Exercise requirements ▸ Go through the records and copy each line where the word "meta" occurs.

Data shown ▸
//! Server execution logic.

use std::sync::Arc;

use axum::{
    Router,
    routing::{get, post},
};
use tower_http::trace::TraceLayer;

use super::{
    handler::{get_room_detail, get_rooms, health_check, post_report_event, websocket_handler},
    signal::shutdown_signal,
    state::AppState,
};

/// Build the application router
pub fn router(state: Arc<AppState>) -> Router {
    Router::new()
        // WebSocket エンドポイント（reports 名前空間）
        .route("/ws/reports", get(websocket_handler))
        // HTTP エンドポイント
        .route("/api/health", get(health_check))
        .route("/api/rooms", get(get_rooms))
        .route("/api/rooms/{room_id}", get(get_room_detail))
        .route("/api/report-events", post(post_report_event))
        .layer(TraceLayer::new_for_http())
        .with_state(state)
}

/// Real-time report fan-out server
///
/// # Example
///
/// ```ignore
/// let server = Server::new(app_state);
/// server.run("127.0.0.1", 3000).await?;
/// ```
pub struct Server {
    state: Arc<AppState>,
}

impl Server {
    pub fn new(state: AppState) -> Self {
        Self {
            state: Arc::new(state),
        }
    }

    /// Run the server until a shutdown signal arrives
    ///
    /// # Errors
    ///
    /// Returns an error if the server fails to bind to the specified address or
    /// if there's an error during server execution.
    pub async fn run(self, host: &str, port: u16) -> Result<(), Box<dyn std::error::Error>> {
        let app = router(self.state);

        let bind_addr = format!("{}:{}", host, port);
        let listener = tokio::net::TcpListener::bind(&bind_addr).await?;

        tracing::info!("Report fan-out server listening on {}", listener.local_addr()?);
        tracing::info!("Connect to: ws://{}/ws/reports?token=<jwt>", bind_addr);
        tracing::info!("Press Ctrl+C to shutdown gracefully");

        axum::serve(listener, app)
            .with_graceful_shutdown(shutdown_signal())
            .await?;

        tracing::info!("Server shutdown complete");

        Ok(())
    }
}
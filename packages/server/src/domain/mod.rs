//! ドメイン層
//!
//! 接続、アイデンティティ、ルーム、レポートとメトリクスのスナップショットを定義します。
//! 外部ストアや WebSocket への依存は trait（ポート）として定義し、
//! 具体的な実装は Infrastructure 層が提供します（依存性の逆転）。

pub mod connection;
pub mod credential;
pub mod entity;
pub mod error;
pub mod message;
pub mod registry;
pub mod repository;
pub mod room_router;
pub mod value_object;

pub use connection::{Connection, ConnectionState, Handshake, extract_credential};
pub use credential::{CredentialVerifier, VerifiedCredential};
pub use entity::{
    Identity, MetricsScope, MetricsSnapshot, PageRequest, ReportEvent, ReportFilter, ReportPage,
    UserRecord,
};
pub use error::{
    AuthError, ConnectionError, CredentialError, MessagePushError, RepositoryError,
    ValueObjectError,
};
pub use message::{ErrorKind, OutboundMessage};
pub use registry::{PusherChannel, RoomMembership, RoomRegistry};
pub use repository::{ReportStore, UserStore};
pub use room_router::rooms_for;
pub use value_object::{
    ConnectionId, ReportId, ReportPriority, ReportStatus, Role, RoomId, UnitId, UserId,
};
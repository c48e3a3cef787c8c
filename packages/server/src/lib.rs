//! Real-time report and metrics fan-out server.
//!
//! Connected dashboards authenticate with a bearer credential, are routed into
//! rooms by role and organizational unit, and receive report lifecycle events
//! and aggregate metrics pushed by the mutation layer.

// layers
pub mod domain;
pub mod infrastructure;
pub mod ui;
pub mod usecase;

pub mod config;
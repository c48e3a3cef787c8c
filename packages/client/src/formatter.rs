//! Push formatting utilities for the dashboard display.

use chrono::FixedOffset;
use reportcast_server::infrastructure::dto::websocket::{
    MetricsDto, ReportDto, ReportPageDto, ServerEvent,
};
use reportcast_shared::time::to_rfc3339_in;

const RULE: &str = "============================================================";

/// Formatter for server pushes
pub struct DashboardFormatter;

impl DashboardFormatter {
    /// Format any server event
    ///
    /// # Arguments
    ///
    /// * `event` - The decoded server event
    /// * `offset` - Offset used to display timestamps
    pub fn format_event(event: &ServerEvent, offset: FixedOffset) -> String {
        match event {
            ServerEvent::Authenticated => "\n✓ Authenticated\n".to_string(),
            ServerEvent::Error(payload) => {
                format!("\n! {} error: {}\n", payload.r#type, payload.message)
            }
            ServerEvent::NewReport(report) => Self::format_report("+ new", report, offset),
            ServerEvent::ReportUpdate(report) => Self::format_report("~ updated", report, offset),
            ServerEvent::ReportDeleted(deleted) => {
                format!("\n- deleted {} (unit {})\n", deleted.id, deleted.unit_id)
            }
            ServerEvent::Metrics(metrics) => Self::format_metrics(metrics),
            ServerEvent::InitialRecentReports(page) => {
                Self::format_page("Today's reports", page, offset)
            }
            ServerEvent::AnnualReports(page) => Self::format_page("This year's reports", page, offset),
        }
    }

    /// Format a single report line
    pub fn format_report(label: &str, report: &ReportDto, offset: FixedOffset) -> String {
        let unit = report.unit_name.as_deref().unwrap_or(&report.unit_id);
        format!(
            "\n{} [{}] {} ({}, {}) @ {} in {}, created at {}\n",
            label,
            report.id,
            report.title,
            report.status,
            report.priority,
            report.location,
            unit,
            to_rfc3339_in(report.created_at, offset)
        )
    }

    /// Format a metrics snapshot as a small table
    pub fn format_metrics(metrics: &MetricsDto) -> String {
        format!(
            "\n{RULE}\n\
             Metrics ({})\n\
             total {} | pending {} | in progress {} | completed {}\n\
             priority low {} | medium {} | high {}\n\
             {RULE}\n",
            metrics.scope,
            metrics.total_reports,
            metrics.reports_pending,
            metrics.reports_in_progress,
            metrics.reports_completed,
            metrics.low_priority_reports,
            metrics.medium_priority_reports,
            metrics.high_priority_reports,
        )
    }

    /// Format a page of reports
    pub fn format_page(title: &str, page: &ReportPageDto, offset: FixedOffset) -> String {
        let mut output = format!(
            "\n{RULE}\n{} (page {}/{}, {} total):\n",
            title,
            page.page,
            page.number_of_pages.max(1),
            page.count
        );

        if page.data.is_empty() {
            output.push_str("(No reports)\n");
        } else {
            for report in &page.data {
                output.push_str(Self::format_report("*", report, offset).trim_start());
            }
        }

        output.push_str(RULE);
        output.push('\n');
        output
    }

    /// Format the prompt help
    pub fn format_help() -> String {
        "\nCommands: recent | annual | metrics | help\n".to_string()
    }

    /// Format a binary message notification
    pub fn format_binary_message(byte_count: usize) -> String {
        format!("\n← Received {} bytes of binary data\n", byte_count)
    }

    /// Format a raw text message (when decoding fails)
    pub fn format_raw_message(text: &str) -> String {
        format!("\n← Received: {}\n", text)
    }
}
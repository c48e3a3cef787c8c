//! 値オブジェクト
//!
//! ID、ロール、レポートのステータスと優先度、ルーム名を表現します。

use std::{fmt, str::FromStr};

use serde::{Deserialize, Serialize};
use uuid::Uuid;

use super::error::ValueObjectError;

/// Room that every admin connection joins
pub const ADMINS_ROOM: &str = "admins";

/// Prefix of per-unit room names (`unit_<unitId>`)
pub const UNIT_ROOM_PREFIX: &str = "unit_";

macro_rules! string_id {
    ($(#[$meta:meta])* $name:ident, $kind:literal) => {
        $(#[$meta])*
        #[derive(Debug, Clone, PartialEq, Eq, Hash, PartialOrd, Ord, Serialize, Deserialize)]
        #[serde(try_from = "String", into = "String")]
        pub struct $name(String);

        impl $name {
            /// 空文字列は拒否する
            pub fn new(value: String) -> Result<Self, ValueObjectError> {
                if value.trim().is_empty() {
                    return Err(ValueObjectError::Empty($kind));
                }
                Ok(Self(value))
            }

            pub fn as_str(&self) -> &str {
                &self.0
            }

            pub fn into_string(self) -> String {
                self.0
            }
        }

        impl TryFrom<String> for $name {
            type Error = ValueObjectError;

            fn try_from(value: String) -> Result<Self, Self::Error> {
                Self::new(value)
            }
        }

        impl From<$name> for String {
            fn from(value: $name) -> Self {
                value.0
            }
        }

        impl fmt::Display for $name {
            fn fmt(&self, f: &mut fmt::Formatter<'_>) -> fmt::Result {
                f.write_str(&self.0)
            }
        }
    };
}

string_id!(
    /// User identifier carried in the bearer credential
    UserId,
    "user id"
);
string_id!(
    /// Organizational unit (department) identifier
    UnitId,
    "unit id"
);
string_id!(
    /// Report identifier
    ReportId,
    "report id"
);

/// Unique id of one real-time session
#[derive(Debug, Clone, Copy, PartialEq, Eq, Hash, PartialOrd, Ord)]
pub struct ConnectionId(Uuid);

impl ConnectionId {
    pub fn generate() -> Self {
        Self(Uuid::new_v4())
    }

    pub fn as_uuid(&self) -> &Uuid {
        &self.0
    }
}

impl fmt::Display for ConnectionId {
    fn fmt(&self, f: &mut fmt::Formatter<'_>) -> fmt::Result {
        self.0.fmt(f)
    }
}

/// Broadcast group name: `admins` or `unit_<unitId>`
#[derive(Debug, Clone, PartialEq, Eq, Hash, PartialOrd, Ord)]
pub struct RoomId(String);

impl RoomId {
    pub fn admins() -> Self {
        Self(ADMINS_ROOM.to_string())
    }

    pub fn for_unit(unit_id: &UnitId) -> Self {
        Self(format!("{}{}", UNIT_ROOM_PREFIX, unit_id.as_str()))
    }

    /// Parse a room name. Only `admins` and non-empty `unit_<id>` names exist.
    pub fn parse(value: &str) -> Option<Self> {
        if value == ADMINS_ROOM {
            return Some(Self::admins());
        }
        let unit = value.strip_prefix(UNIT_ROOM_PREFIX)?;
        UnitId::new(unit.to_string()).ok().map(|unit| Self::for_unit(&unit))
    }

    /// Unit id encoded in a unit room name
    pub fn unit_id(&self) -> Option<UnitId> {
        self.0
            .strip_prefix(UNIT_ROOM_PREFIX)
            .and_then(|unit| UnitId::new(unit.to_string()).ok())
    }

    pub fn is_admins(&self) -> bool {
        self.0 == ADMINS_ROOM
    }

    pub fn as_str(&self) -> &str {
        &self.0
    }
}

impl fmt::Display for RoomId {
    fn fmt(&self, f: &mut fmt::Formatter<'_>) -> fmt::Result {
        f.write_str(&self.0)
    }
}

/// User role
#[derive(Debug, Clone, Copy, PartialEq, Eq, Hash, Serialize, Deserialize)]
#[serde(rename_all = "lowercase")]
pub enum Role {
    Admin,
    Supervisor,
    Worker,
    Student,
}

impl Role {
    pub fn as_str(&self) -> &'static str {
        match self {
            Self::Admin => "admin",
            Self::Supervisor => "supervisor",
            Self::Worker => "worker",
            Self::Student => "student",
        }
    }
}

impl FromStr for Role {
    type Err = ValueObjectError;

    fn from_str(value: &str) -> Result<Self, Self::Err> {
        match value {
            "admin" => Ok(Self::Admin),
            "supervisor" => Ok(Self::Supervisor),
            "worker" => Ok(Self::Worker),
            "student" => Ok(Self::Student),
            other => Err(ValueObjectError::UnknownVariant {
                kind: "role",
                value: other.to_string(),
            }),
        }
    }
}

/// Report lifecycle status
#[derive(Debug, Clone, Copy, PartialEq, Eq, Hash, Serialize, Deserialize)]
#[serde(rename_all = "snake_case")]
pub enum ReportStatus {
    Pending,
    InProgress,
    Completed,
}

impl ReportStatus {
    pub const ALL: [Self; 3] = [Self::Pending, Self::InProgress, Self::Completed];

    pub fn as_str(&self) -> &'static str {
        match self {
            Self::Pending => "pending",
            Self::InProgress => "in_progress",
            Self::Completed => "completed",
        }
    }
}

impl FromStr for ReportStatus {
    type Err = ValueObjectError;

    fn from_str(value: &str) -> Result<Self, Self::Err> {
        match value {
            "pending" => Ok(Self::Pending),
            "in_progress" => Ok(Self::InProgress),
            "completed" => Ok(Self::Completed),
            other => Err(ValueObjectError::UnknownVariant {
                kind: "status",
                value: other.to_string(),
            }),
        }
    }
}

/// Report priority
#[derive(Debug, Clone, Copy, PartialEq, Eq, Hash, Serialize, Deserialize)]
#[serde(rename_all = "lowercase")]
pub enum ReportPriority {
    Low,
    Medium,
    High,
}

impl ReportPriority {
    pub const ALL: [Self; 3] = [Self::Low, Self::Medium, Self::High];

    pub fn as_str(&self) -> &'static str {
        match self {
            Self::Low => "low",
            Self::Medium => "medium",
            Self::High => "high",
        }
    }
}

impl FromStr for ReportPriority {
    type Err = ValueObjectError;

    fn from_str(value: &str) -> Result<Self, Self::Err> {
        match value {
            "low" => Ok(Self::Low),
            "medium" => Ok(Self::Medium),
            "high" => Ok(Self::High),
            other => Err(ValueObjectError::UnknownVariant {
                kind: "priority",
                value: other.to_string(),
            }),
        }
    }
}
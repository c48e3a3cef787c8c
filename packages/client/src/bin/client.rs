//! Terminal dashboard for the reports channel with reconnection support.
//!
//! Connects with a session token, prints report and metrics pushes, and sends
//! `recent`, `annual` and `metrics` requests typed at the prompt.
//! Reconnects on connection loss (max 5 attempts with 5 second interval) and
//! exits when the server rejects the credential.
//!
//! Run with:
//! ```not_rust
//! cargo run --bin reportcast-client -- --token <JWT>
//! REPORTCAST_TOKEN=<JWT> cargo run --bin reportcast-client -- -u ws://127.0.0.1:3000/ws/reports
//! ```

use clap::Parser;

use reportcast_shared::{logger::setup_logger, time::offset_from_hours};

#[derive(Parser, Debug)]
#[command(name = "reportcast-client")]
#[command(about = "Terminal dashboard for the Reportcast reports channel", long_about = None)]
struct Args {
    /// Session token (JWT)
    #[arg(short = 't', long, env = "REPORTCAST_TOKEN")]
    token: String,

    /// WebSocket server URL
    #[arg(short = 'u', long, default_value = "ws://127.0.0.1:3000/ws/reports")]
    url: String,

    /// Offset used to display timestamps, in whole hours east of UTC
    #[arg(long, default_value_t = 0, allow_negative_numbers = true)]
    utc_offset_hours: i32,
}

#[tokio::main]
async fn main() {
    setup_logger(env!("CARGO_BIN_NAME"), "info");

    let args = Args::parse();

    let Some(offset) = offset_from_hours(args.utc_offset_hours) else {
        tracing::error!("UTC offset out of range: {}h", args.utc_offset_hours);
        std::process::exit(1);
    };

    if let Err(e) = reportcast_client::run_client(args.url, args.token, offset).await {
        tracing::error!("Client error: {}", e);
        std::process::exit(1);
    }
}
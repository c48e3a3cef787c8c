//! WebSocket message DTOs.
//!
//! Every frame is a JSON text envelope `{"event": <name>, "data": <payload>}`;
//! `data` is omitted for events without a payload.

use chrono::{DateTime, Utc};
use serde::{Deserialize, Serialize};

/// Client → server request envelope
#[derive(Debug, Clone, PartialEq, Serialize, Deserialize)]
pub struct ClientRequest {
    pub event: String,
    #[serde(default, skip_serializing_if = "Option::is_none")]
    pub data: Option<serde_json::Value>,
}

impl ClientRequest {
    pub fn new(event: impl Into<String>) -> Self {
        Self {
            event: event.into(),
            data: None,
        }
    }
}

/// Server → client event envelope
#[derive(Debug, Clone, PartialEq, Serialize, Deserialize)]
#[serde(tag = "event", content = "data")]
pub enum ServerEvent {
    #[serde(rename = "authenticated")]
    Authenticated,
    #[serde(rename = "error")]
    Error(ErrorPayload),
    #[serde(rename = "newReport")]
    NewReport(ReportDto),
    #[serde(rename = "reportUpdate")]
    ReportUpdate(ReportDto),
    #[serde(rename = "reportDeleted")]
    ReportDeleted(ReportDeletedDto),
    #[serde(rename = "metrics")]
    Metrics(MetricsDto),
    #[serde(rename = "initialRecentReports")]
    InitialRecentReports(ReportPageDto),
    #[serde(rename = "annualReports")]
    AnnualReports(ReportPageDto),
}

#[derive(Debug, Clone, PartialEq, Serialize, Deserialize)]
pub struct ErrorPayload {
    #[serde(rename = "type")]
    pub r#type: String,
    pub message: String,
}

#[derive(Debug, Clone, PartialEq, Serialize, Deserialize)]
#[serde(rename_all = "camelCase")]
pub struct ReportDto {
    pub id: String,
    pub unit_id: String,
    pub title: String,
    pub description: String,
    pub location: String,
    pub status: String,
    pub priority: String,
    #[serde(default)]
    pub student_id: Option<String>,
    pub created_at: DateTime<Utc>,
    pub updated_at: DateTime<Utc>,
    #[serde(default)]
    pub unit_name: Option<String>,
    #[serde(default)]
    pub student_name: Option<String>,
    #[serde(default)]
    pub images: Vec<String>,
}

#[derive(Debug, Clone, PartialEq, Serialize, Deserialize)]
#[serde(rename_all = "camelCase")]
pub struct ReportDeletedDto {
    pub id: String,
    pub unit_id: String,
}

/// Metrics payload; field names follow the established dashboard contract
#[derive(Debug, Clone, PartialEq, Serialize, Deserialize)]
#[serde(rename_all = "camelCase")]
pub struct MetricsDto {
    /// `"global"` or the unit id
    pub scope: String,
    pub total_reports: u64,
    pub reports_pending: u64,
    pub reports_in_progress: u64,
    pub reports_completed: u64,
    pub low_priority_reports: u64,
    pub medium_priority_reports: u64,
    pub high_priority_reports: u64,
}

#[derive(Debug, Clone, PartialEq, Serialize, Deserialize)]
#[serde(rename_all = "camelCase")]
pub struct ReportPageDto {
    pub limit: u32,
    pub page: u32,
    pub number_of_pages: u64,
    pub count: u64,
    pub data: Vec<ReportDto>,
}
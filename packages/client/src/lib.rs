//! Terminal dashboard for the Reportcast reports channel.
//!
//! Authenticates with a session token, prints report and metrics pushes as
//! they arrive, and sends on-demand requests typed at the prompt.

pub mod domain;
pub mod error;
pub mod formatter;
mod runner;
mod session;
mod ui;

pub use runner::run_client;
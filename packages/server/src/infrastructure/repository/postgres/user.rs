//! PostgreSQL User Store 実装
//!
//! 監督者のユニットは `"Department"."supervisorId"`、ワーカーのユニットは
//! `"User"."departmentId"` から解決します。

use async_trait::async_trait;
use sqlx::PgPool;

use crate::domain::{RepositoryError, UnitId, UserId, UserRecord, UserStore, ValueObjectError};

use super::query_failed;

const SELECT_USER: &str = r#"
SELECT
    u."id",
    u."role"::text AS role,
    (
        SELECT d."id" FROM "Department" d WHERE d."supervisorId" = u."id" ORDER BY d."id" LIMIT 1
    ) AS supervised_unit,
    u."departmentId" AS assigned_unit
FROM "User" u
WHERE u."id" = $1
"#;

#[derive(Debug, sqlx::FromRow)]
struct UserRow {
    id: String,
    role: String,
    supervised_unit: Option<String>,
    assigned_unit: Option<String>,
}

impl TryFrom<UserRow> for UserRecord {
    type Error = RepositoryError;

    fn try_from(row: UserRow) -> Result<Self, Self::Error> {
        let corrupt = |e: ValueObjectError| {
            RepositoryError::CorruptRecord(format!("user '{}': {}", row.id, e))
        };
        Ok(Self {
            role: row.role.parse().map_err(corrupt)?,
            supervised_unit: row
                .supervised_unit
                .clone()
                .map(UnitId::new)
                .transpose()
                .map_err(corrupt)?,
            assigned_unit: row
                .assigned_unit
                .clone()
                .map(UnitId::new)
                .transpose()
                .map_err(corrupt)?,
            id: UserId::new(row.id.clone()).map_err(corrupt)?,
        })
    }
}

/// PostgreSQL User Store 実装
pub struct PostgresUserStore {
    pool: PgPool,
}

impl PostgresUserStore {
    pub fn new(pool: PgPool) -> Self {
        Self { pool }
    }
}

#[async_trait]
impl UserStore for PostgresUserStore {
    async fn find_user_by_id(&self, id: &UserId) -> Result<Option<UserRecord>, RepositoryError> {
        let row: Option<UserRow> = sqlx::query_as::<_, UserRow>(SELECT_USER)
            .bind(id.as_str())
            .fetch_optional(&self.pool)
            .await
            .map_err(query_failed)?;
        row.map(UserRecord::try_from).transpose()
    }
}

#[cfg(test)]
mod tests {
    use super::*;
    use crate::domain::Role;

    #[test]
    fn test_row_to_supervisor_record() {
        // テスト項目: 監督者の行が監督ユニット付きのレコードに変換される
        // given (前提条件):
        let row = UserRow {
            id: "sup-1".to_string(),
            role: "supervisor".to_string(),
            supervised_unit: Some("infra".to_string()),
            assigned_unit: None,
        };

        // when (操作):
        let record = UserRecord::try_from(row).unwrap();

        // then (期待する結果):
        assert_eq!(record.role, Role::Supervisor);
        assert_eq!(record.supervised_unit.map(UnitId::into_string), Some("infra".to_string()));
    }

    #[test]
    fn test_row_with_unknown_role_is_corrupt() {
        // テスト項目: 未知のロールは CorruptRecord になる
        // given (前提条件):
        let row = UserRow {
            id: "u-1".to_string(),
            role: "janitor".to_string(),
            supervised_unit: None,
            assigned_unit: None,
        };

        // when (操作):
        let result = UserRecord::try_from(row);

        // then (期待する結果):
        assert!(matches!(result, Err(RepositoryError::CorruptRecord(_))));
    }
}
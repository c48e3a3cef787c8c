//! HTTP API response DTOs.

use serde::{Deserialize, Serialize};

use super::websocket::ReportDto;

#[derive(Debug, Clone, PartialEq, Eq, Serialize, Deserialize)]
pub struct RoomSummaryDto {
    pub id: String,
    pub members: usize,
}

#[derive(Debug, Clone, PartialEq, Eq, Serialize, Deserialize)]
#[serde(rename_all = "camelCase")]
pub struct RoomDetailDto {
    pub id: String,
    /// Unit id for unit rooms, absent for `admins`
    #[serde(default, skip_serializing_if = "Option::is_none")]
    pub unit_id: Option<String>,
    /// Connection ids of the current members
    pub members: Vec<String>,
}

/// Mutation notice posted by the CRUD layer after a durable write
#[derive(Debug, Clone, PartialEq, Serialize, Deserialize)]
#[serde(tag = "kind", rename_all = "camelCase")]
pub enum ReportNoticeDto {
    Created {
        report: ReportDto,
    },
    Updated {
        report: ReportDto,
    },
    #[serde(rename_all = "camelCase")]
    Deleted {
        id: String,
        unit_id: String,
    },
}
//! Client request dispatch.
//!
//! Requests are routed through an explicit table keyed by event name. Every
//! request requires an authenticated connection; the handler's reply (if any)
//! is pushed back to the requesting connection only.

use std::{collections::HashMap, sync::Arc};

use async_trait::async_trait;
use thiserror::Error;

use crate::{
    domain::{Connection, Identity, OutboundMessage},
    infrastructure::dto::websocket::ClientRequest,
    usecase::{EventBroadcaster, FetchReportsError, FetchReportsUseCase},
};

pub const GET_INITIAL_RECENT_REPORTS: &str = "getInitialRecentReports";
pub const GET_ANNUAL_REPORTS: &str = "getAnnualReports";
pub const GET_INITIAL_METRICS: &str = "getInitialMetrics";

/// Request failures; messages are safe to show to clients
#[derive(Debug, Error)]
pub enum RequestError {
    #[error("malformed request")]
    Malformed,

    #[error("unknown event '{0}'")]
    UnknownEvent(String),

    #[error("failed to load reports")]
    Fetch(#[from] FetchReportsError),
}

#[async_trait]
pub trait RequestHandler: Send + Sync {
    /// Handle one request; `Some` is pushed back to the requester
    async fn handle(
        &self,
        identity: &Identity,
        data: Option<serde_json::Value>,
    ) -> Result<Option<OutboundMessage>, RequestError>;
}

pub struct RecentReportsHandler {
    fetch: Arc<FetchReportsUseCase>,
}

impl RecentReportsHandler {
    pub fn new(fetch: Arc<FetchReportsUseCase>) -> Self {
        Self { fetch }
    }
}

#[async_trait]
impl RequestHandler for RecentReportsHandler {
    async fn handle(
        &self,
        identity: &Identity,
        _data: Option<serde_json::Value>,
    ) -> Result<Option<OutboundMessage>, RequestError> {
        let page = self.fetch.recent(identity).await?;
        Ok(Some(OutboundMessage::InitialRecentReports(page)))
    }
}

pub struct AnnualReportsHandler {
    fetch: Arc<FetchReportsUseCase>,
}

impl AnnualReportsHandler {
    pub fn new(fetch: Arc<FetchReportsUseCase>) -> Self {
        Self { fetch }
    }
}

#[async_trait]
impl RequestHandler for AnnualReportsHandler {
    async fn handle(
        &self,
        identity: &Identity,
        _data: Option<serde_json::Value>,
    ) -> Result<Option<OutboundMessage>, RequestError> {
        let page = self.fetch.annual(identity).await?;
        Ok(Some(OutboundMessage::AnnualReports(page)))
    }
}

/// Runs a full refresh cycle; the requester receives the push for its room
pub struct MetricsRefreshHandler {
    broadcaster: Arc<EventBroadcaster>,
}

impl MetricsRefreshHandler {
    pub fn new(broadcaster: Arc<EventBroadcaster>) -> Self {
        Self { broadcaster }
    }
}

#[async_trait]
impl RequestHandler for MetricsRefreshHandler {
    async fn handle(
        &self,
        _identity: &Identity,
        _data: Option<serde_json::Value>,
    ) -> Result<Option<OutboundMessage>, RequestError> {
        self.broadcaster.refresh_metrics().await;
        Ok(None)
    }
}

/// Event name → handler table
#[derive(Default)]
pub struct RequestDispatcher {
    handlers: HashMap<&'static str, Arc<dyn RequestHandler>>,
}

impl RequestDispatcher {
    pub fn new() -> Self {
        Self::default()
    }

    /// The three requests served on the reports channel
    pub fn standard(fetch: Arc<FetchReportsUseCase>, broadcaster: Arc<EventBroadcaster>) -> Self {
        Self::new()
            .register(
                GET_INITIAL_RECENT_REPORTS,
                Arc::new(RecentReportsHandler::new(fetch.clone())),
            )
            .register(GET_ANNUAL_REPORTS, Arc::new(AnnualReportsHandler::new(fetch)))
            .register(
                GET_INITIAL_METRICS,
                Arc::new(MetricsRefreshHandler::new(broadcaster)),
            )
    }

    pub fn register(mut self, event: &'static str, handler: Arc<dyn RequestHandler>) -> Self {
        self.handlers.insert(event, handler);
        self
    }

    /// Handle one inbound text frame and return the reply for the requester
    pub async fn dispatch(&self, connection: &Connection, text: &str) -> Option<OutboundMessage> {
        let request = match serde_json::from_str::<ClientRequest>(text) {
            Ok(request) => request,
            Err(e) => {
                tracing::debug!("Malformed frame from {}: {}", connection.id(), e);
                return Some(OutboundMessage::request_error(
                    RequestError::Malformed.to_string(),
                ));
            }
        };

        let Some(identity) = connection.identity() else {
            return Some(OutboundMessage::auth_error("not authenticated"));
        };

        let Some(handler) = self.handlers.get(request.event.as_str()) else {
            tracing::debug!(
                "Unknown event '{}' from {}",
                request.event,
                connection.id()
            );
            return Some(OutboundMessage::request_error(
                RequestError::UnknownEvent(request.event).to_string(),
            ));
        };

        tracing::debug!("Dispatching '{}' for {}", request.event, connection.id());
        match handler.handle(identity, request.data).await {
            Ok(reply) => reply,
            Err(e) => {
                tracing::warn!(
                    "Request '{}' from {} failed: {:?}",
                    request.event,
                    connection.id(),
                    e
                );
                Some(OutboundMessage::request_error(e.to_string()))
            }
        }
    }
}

Answer ▸
    ($(#[$meta:meta])* $name:ident, $kind:literal) => {
        $(#[$meta])*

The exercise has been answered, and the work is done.